Enhancing degradation resistance of polyglycolic acid through stereocomplex polylactic acid integration: A novel “stereo-lock” approach

Abstract

The increasing concerns over pollution from non-degradable plastics are prompting a quest for sustainable alternatives. Polyglycolic acid (PGA), known for its good biocompatibility and high mechanical strength, faces limited applications due to its uncontrollable degradation rate. This article introduces an effective approach to enhance the shelf life of PGA by constructing a novel “stereo-lock” structure. Stereocomplex polylactic acid (ScPLA) is first disassembled and fixed to the amorphous region of PGA by melt spinning. Later, an annealing process enhances molecular chain mobility, leading to the reformation of ScPLA and the locking of entangled PGA amorphous molecular chains, resulting in the formation of “stereo-lock” configurations. Thus, molecular chain density in the amorphous area increases, which reduces the accessibility of water to ester bonds and is conducive to improving the degradation resistance of PGA. As a result, compared to pure PGA, the rate of degradation of the monofilament possessing “stereo-lock” structure is noticeably slower.
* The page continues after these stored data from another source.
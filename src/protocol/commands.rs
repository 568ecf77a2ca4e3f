//! # ESC/POS Device Commands
//!
//! Paper and peripheral control for ESC/POS receipt printers (Epson TM
//! series and the many controllers that clone it).
//!
//! ## Escape Sequence Structure
//!
//! - Single byte: `LF`
//! - Two bytes: `ESC @`
//! - With parameters: `ESC d n`, `ESC p m t1 t2`, `GS V m n`
//!
//! Multi-byte integers use **little-endian** encoding:
//! `u16` value 0x1234 is sent as bytes `[0x34, 0x12]`.

// ============================================================================
// ESCAPE SEQUENCE CONSTANTS
// ============================================================================

/// ESC (Escape) - Command prefix byte
pub const ESC: u8 = 0x1B;

/// GS (Group Separator) - Extended command prefix for size, cut, barcodes
pub const GS: u8 = 0x1D;

/// FS (File Separator) - Prefix for double-byte (Kanji/GBK) character modes
pub const FS: u8 = 0x1C;

/// LF (Line Feed) - Print the line buffer and advance one line
pub const LF: u8 = 0x0A;

/// Split a u16 into little-endian bytes.
#[inline]
pub fn u16_le(n: u16) -> [u8; 2] {
    n.to_le_bytes()
}

// ============================================================================
// INITIALIZATION
// ============================================================================

/// # Initialize Printer (ESC @)
///
/// Clears the print buffer and resets bold, size, alignment and line spacing
/// to their power-on defaults. Sent once at the start of every job.
///
/// | Format  | Bytes |
/// |---------|-------|
/// | ASCII   | ESC @ |
/// | Hex     | 1B 40 |
///
/// ```
/// use tagprint::protocol::commands;
///
/// assert_eq!(commands::init(), vec![0x1B, 0x40]);
/// ```
#[inline]
pub fn init() -> Vec<u8> {
    vec![ESC, b'@']
}

// ============================================================================
// PAPER FEED
// ============================================================================

/// # Print and Feed n Lines (ESC d n)
///
/// | Format  | Bytes    |
/// |---------|----------|
/// | ASCII   | ESC d n  |
/// | Hex     | 1B 64 n  |
#[inline]
pub fn feed_lines(n: u8) -> Vec<u8> {
    vec![ESC, b'd', n]
}

// ============================================================================
// CUTTER
// ============================================================================

/// # Feed and Partial Cut (GS V 66 n)
///
/// Feeds `n` dots past the cutting position, then cuts leaving a small hinge.
///
/// | Format  | Bytes        |
/// |---------|--------------|
/// | ASCII   | GS V B n     |
/// | Hex     | 1D 56 42 n   |
///
/// ```
/// use tagprint::protocol::commands;
///
/// assert_eq!(commands::cut(0), vec![0x1D, 0x56, 0x42, 0x00]);
/// ```
#[inline]
pub fn cut(feed: u8) -> Vec<u8> {
    vec![GS, b'V', 66, feed]
}

// ============================================================================
// BUZZER
// ============================================================================

/// # Buzzer (ESC B n t)
///
/// Sounds the built-in buzzer `count` times for `duration` × 100 ms each.
/// Both parameters are sent verbatim.
///
/// | Format  | Bytes       |
/// |---------|-------------|
/// | ASCII   | ESC B n t   |
/// | Hex     | 1B 42 n t   |
///
/// ```
/// use tagprint::protocol::commands;
///
/// assert_eq!(commands::beep(2, 5), vec![0x1B, 0x42, 0x02, 0x05]);
/// ```
#[inline]
pub fn beep(count: u8, duration: u8) -> Vec<u8> {
    vec![ESC, b'B', count, duration]
}

// ============================================================================
// CASH DRAWER
// ============================================================================

/// On-time of the drawer kick pulse, in 2 ms units.
pub const DRAWER_ON_TIME: u8 = 25;

/// Off-time of the drawer kick pulse, in 2 ms units.
pub const DRAWER_OFF_TIME: u8 = 250;

/// # Drawer Kick Pulse (ESC p m t1 t2)
///
/// Pulses drawer connector pin `m` (0 = pin 2, 1 = pin 5).
///
/// | Format  | Bytes                |
/// |---------|----------------------|
/// | ASCII   | ESC p m t1 t2        |
/// | Hex     | 1B 70 m 19 FA        |
///
/// ```
/// use tagprint::protocol::commands;
///
/// assert_eq!(commands::drawer_kick(0), vec![0x1B, 0x70, 0x00, 25, 250]);
/// ```
#[inline]
pub fn drawer_kick(pin: u8) -> Vec<u8> {
    vec![ESC, b'p', pin.min(1), DRAWER_ON_TIME, DRAWER_OFF_TIME]
}
//! # Barcode and QR Symbols
//!
//! Symbols are drawn into a [`DotMatrix`] at a fixed module size and then
//! printed through the same band pipeline as any bitmap. The symbol encoding
//! itself comes from a [`SymbolRenderer`]; [`StandardSymbols`] uses
//! `barcoders` for 1D codes and `qrcode` for QR.
//!
//! | Directive | Symbology | Data |
//! |-----------|-----------|------|
//! | `<BAR:code39>` | Code 39 | `0-9 A-Z -.$/+%` and space |
//! | `<BAR:code128>` | Code 128 (set B) | printable ASCII |
//! | `<BAR:ean13>` | EAN-13 | 12 digits |
//! | `<BAR:ean8>` | EAN-8 | 7 digits |
//! | `<BAR:itf>` | Interleaved 2 of 5 | even count of digits |
//! | `<QR:M>` | QR | anything, ECC `L` `M` `Q` `H` |

use barcoders::sym::{code39::Code39, code128::Code128, ean8::EAN8, ean13::EAN13, tf::TF};
use qrcode::{Color, EcLevel, QrCode};

use super::bitmap::DotMatrix;
use crate::error::{Result, TagprintError};

/// Default dots per QR module.
pub const DEFAULT_QR_MODULE: u8 = 4;

/// Largest accepted QR module size.
pub const MAX_QR_MODULE: u8 = 8;

/// Default dots per narrow barcode bar.
pub const DEFAULT_BAR_MODULE: u8 = 2;

/// Default barcode height in dots.
pub const DEFAULT_BAR_HEIGHT: u16 = 80;

/// Supported 1D symbologies.
#[derive(Debug, Clone, Copy, PartialEq, Eq)]
pub enum Symbology {
    Code39,
    Code128,
    Ean13,
    Ean8,
    Itf,
}

impl Symbology {
    /// Case-insensitive lookup of a `<BAR:name>` argument.
    pub fn from_name(name: &str) -> Option<Self> {
        match name.to_ascii_lowercase().replace(['-', '_'], "").as_str() {
            "code39" | "39" => Some(Symbology::Code39),
            "code128" | "128" => Some(Symbology::Code128),
            "ean13" | "jan13" => Some(Symbology::Ean13),
            "ean8" | "jan8" => Some(Symbology::Ean8),
            "itf" | "i25" => Some(Symbology::Itf),
            _ => None,
        }
    }
}

/// QR error correction level.
#[derive(Debug, Clone, Copy, PartialEq, Eq, Default)]
pub enum EccLevel {
    L,
    #[default]
    M,
    Q,
    H,
}

impl EccLevel {
    pub fn from_name(name: &str) -> Option<Self> {
        match name.to_ascii_uppercase().as_str() {
            "L" => Some(EccLevel::L),
            "M" => Some(EccLevel::M),
            "Q" => Some(EccLevel::Q),
            "H" => Some(EccLevel::H),
            _ => None,
        }
    }
}

impl From<EccLevel> for EcLevel {
    fn from(level: EccLevel) -> Self {
        match level {
            EccLevel::L => EcLevel::L,
            EccLevel::M => EcLevel::M,
            EccLevel::Q => EcLevel::Q,
            EccLevel::H => EcLevel::H,
        }
    }
}

/// Pluggable symbol encoder.
pub trait SymbolRenderer: Send + Sync {
    /// Draw a 1D barcode, `module` dots per narrow bar, `height` dots tall.
    fn barcode(&self, data: &str, symbology: Symbology, module: u8, height: u16)
    -> Result<DotMatrix>;

    /// Draw a QR code, `module` dots per module.
    fn qr(&self, data: &str, ecc: EccLevel, module: u8) -> Result<DotMatrix>;
}

/// `barcoders` + `qrcode`.
#[derive(Debug, Clone, Copy, Default)]
pub struct StandardSymbols;

fn symbology_error(symbology: Symbology, e: impl std::fmt::Display) -> TagprintError {
    TagprintError::Symbology {
        reason: format!("{:?}: {}", symbology, e),
    }
}

impl StandardSymbols {
    fn modules(&self, data: &str, symbology: Symbology) -> Result<Vec<u8>> {
        let err = |e| symbology_error(symbology, e);
        let modules = match symbology {
            Symbology::Code39 => Code39::new(data).map_err(err)?.encode(),
            // Character set B covers all printable ASCII
            Symbology::Code128 => Code128::new(format!("\u{0181}{}", data))
                .map_err(err)?
                .encode(),
            Symbology::Ean13 => EAN13::new(data).map_err(err)?.encode(),
            Symbology::Ean8 => EAN8::new(data).map_err(err)?.encode(),
            Symbology::Itf => TF::interleaved(data).map_err(err)?.encode(),
        };
        Ok(modules)
    }
}

impl SymbolRenderer for StandardSymbols {
    fn barcode(
        &self,
        data: &str,
        symbology: Symbology,
        module: u8,
        height: u16,
    ) -> Result<DotMatrix> {
        let modules = self.modules(data, symbology)?;
        if modules.is_empty() {
            return Err(symbology_error(symbology, "empty symbol"));
        }
        let module = module.max(1) as usize;
        let height = height.max(1) as usize;
        Ok(DotMatrix::from_fn(modules.len() * module, height, |x, _| {
            modules[x / module] == 1
        }))
    }

    fn qr(&self, data: &str, ecc: EccLevel, module: u8) -> Result<DotMatrix> {
        let code = QrCode::with_error_correction_level(data, ecc.into()).map_err(|e| {
            TagprintError::Symbology {
                reason: format!("QR: {}", e),
            }
        })?;
        let module = module.clamp(1, MAX_QR_MODULE) as usize;
        let size = code.width();
        Ok(DotMatrix::from_fn(size * module, size * module, |x, y| {
            code[(x / module, y / module)] == Color::Dark
        }))
    }
}

#[cfg(test)]
mod tests {
    use super::*;

    #[test]
    fn test_symbology_names() {
        assert_eq!(Symbology::from_name("CODE128"), Some(Symbology::Code128));
        assert_eq!(Symbology::from_name("code-39"), Some(Symbology::Code39));
        assert_eq!(Symbology::from_name("ean13"), Some(Symbology::Ean13));
        assert_eq!(Symbology::from_name("pdf417"), None);
        assert_eq!(EccLevel::from_name("h"), Some(EccLevel::H));
        assert_eq!(EccLevel::from_name("x"), None);
    }

    #[test]
    fn test_code128_matrix() {
        let m = StandardSymbols
            .barcode("Order 42", Symbology::Code128, 2, 40)
            .unwrap();
        assert_eq!(m.height(), 40);
        assert_eq!(m.width() % 2, 0);
        // Every symbol starts with a bar
        assert!(m.get(0, 0));
        assert!(m.get(1, 39));
    }

    #[test]
    fn test_bars_are_vertical() {
        let m = StandardSymbols
            .barcode("HELLO", Symbology::Code39, 1, 10)
            .unwrap();
        for x in 0..m.width() {
            assert_eq!(m.get(x, 0), m.get(x, 9));
        }
    }

    #[test]
    fn test_invalid_data_is_symbology_error() {
        let err = StandardSymbols
            .barcode("not digits", Symbology::Ean13, 2, 40)
            .unwrap_err();
        assert!(matches!(err, TagprintError::Symbology { .. }));
    }

    #[test]
    fn test_qr_is_square() {
        let m = StandardSymbols
            .qr("https://example.com", EccLevel::M, 4)
            .unwrap();
        assert_eq!(m.width(), m.height());
        assert_eq!(m.width() % 4, 0);
        // Finder pattern corner is dark
        assert!(m.get(0, 0));
    }

    #[test]
    fn test_qr_module_clamped() {
        let small = StandardSymbols.qr("x", EccLevel::L, 0).unwrap();
        let large = StandardSymbols.qr("x", EccLevel::L, 50).unwrap();
        assert_eq!(large.width(), small.width() * MAX_QR_MODULE as usize);
    }
}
Specifically, by the seventh day of the accelerated degradation tests, the weight loss of the PGA monofilament dropped from 61.4 % to 48.4 % in the monofilament with “stereo-lock”. Furthermore, the formation mechanism of the “stereo-lock” was confirmed through a series of investigations and analyses. The structure-property relationship between molecular chain entanglement and degradation properties of PGA was studied systematically in this study, which also offers fresh perspectives on how to control the degradation characteristics of other polymers.